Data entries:
━━━━━━━━━━━━━━━━━━━━━━━━━━━━━━
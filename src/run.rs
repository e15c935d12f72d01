//! High-level pipeline: orchestrates select → image → caption → publish for one run.
//!
//! This module provides the top-level orchestration for a single curator
//! run. It implements a linear pipeline that:
//!   - Picks a content kind (fixed by config, or via the [`SourcePicker`] in `auto` mode)
//!     and asks that provider for a candidate, falling back to the other kind once
//!   - Rejects candidates matching the [`Blocklist`]
//!   - Builds the caption and resolves an image through the tiered [`ImageResolver`]
//!   - Fans the result out to every configured [`Platform`] (or reports a dry run)
//!   - Returns a [`RunReport`] describing exactly one terminal outcome
//!
//! # Major Types
//! - [`RunConfig`]: immutable configuration handed to the curator at construction
//! - [`Collaborators`]: capability table of providers, image services and platforms
//! - [`RunReport`] / [`RunOutcome`]: what happened, for logging and tests
//!
//! # Error Handling
//! Missing or blocked content is a normal outcome ([`RunOutcome::NoContent`]).
//! Any unexpected error or panic is caught in [`Curator::run_once`], logged with
//! the state it happened in, and reported as [`RunOutcome::Aborted`]. A run
//! never propagates a failure to its caller.

use std::panic::AssertUnwindSafe;
use std::path::PathBuf;
use std::str::FromStr;
use std::sync::Mutex;
use std::time::{Duration, Instant};

use futures::FutureExt;
use serde::{Deserialize, Serialize};
use tracing::{debug, error, info, info_span, warn, Instrument};
use uuid::Uuid;

use crate::blocklist::Blocklist;
use crate::caption::build_caption;
use crate::content::{ContentItem, ContentKind};
use crate::contract::{
    ImageFetcher, ImageSearch, NewsProvider, SocialProvider, SourcePicker,
};
use crate::error::{panic_message, CuratorError};
use crate::imaging::{ImageResolver, ImageTier};
use crate::publish::{publish_all, success_count, Platform, PublishResult};

pub const DEFAULT_IMAGE_PATH: &str = "image.jpg";

/// Which provider a run starts with.
#[derive(Debug, Clone, Copy, PartialEq, Eq, Default, Serialize, Deserialize)]
#[serde(rename_all = "lowercase")]
pub enum PostMode {
    /// Pick news or social at random each run.
    #[default]
    Auto,
    News,
    #[serde(alias = "reddit")]
    Social,
}

impl FromStr for PostMode {
    type Err = String;

    fn from_str(s: &str) -> Result<Self, Self::Err> {
        match s.trim().to_lowercase().as_str() {
            "auto" => Ok(PostMode::Auto),
            "news" => Ok(PostMode::News),
            "social" | "reddit" => Ok(PostMode::Social),
            other => Err(format!("unknown post mode: {other}")),
        }
    }
}

/// Immutable per-process configuration consumed by the curator.
#[derive(Debug, Clone, PartialEq)]
pub struct RunConfig {
    pub mode: PostMode,
    pub dry_run: bool,
    pub blocklist: Blocklist,
    pub image_path: PathBuf,
}

impl Default for RunConfig {
    fn default() -> Self {
        Self {
            mode: PostMode::Auto,
            dry_run: false,
            blocklist: Blocklist::default(),
            image_path: PathBuf::from(DEFAULT_IMAGE_PATH),
        }
    }
}

impl RunConfig {
    pub fn trace_loaded(&self) {
        info!(
            mode = ?self.mode,
            dry_run = self.dry_run,
            blocked_domains = self.blocklist.domains().len(),
            blocked_keywords = self.blocklist.keywords().len(),
            image_path = %self.image_path.display(),
            "Loaded RunConfig"
        );
        debug!(?self, "RunConfig loaded (full debug)");
    }
}

/// Everything the curator talks to, injected at construction.
pub struct Collaborators {
    pub news: Box<dyn NewsProvider>,
    pub social: Box<dyn SocialProvider>,
    pub image_search: Box<dyn ImageSearch>,
    pub image_fetcher: Box<dyn ImageFetcher>,
    pub picker: Box<dyn SourcePicker>,
    pub platforms: Vec<Platform>,
}

/// Pipeline states of a run.
#[derive(Debug, Clone, Copy, PartialEq, Eq, Serialize)]
pub enum RunState {
    SelectingContent,
    ResolvingImage,
    DryRunReport,
    Publishing,
    Done,
    Aborted,
}

/// Terminal outcome of a run.
#[derive(Debug, Clone, PartialEq, Serialize)]
#[serde(tag = "outcome", rename_all = "snake_case")]
pub enum RunOutcome {
    Published {
        kind: ContentKind,
        title: String,
        image_tier: ImageTier,
        results: Vec<PublishResult>,
        succeeded: usize,
        total: usize,
    },
    DryRun {
        kind: ContentKind,
        title: String,
        caption: String,
        image_path: PathBuf,
        image_tier: ImageTier,
        results: Vec<PublishResult>,
    },
    /// Nothing passed selection for either content kind.
    NoContent,
    Aborted {
        state: RunState,
        reason: String,
    },
}

#[derive(Debug, Clone, PartialEq, Serialize)]
pub struct RunReport {
    pub run_id: Uuid,
    pub elapsed: Duration,
    pub outcome: RunOutcome,
}

/// Last state entered, readable after a failure or panic.
#[derive(Debug)]
struct StateTracker(Mutex<RunState>);

impl StateTracker {
    fn new() -> Self {
        Self(Mutex::new(RunState::SelectingContent))
    }

    fn enter(&self, state: RunState) {
        debug!(?state, "[RUN] Entering state");
        if let Ok(mut current) = self.0.lock() {
            *current = state;
        }
    }

    fn current(&self) -> RunState {
        match self.0.lock() {
            Ok(current) => *current,
            Err(poisoned) => *poisoned.into_inner(),
        }
    }
}

pub struct Curator {
    config: RunConfig,
    news: Box<dyn NewsProvider>,
    social: Box<dyn SocialProvider>,
    image_search: Box<dyn ImageSearch>,
    image_fetcher: Box<dyn ImageFetcher>,
    picker: Box<dyn SourcePicker>,
    platforms: Vec<Platform>,
}

impl Curator {
    pub fn new(config: RunConfig, collaborators: Collaborators) -> Self {
        let Collaborators {
            news,
            social,
            image_search,
            image_fetcher,
            picker,
            platforms,
        } = collaborators;
        Self {
            config,
            news,
            social,
            image_search,
            image_fetcher,
            picker,
            platforms,
        }
    }

    pub fn config(&self) -> &RunConfig {
        &self.config
    }

    pub fn platforms(&self) -> &[Platform] {
        &self.platforms
    }

    /// Execute one complete run. Never fails and never panics; every
    /// problem is folded into the returned outcome.
    pub async fn run_once(&self) -> RunReport {
        let run_id = Uuid::new_v4();
        let span = info_span!("run", %run_id);
        let started = Instant::now();
        span.in_scope(|| info!(mode = ?self.config.mode, dry_run = self.config.dry_run, "[RUN] Starting execution"));

        let state = StateTracker::new();
        let result = AssertUnwindSafe(self.pipeline(&state))
            .catch_unwind()
            .instrument(span.clone())
            .await;

        let outcome = match result {
            Ok(Ok(outcome)) => outcome,
            Ok(Err(e)) => {
                let at = state.current();
                span.in_scope(|| error!(state = ?at, error = %e, details = ?e, "[RUN][ERROR] Critical error"));
                RunOutcome::Aborted {
                    state: at,
                    reason: e.to_string(),
                }
            }
            Err(panic) => {
                let at = state.current();
                let err = CuratorError::Panic {
                    state: at,
                    message: panic_message(panic.as_ref()),
                };
                span.in_scope(|| error!(state = ?at, error = %err, "[RUN][ERROR] Critical error"));
                RunOutcome::Aborted {
                    state: at,
                    reason: err.to_string(),
                }
            }
        };
        if matches!(outcome, RunOutcome::Aborted { .. }) {
            state.enter(RunState::Aborted);
        }

        let report = RunReport {
            run_id,
            elapsed: started.elapsed(),
            outcome,
        };
        span.in_scope(|| {
            log_terminal(&report);
            match serde_json::to_string(&report) {
                Ok(json) => debug!(json = %json, "[RUN][DEBUG] Run report as JSON"),
                Err(e) => debug!(error = ?e, "[RUN][DEBUG] Failed to serialize run report"),
            }
        });
        report
    }

    async fn pipeline(&self, state: &StateTracker) -> Result<RunOutcome, CuratorError> {
        state.enter(RunState::SelectingContent);
        let Some(item) = self.select_content().await else {
            // a valid terminal outcome, not an error
            state.enter(RunState::Aborted);
            return Ok(RunOutcome::NoContent);
        };
        info!(kind = %item.kind, title = %item.title, url = %item.source_url, "[RUN] Selected content");

        let caption = build_caption(&item);
        debug!(caption = %caption, chars = caption.counted_len(), "[RUN] Built caption");

        state.enter(RunState::ResolvingImage);
        let resolver = ImageResolver::new(self.image_fetcher.as_ref(), self.image_search.as_ref());
        let image_tier = resolver
            .resolve(
                item.raw_image_url.as_deref(),
                &item.fallback_query,
                &item.title,
                &self.config.image_path,
            )
            .await?;

        if self.config.dry_run {
            state.enter(RunState::DryRunReport);
            info!(caption = %caption, "[DRY RUN] Caption");
            info!(path = %self.config.image_path.display(), "[DRY RUN] Image path");
            let results = publish_all(&caption, &self.config.image_path, &self.platforms, true).await;
            state.enter(RunState::Done);
            return Ok(RunOutcome::DryRun {
                kind: item.kind,
                title: item.title,
                caption: caption.as_str().to_string(),
                image_path: self.config.image_path.clone(),
                image_tier,
                results,
            });
        }

        state.enter(RunState::Publishing);
        let results = publish_all(&caption, &self.config.image_path, &self.platforms, false).await;
        state.enter(RunState::Done);
        Ok(RunOutcome::Published {
            kind: item.kind,
            title: item.title,
            image_tier,
            succeeded: success_count(&results),
            total: self.platforms.len(),
            results,
        })
    }

    /// Try the preferred kind, then the other one exactly once.
    async fn select_content(&self) -> Option<ContentItem> {
        let first = match self.config.mode {
            PostMode::Auto => self.picker.pick(),
            PostMode::News => ContentKind::News,
            PostMode::Social => ContentKind::SocialPost,
        };
        if let Some(item) = self.fetch_candidate(first).await {
            return Some(item);
        }
        info!(from = %first, to = %first.other(), "[RUN] Falling back to alternate source");
        self.fetch_candidate(first.other()).await
    }

    async fn fetch_candidate(&self, kind: ContentKind) -> Option<ContentItem> {
        let (raw_title, raw_url, item) = match kind {
            ContentKind::News => match self.news.fetch_news_article().await {
                Ok(Some(article)) => (
                    article.title.clone().unwrap_or_default(),
                    article.url.clone().unwrap_or_default(),
                    ContentItem::from_news(&article),
                ),
                Ok(None) => {
                    info!(kind = %kind, "[RUN] Provider returned no content");
                    return None;
                }
                Err(e) => {
                    warn!(kind = %kind, error = %e, "[RUN] Provider failed");
                    return None;
                }
            },
            ContentKind::SocialPost => match self.social.fetch_social_post().await {
                Ok(Some(post)) => (
                    post.title.clone().unwrap_or_default(),
                    post.url.clone().unwrap_or_default(),
                    ContentItem::from_social(&post),
                ),
                Ok(None) => {
                    info!(kind = %kind, "[RUN] Provider returned no content");
                    return None;
                }
                Err(e) => {
                    warn!(kind = %kind, error = %e, "[RUN] Provider failed");
                    return None;
                }
            },
        };

        if self.config.blocklist.is_blocked(&raw_title, &raw_url) {
            info!(kind = %kind, title = %raw_title, url = %raw_url, "[RUN] Candidate blocked");
            return None;
        }
        Some(item)
    }
}

/// The single summary line every run ends with.
fn log_terminal(report: &RunReport) {
    let secs = report.elapsed.as_secs_f64();
    match &report.outcome {
        RunOutcome::Published {
            kind,
            title,
            image_tier,
            succeeded,
            total,
            ..
        } => info!(
            kind = %kind,
            title = %title,
            image_tier = %image_tier,
            "[RUN] Completed in {secs:.2}s. Posted to {succeeded}/{total} platforms."
        ),
        RunOutcome::DryRun {
            kind,
            title,
            image_tier,
            results,
            ..
        } => {
            let names: Vec<&str> = results.iter().map(|r| r.platform.as_str()).collect();
            info!(
                kind = %kind,
                title = %title,
                image_tier = %image_tier,
                "[DRY RUN] Completed in {secs:.2}s. Would post to: {}",
                names.join(", ")
            )
        }
        RunOutcome::NoContent => {
            warn!("[RUN] No suitable content found today. Finished in {secs:.2}s.")
        }
        RunOutcome::Aborted { state, reason } => error!(
            state = ?state,
            "[RUN] Aborted after {secs:.2}s: {reason}"
        ),
    }
}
━━━━━━━━━━━━━━━━━━━━━━━━━━━━━━
Search the entries above for the word "first" and copy each line where it appears.

        let first = match self.config.mode {
        if let Some(item) = self.fetch_candidate(first).await {
        info!(from = %first, to = %first.other(), "[RUN] Falling back to alternate source");
        self.fetch_candidate(first.other()).await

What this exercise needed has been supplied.